═════ Extracted entries

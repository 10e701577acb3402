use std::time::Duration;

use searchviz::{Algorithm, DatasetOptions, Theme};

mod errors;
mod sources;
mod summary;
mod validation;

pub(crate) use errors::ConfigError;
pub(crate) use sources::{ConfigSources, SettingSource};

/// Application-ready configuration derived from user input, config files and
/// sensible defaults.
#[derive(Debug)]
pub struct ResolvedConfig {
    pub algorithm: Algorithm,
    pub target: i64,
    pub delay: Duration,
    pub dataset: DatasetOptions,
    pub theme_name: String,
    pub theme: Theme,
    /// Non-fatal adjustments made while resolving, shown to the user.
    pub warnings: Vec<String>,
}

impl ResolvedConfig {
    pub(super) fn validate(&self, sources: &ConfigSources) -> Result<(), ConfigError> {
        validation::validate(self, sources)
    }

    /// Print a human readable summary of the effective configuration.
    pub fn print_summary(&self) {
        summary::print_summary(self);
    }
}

══════════

* [Work to complete]: Your answer must be a copy of every line in the data above that holds the string "ResolvedConfig".

* [Task answer]:
pub struct ResolvedConfig {
impl ResolvedConfig {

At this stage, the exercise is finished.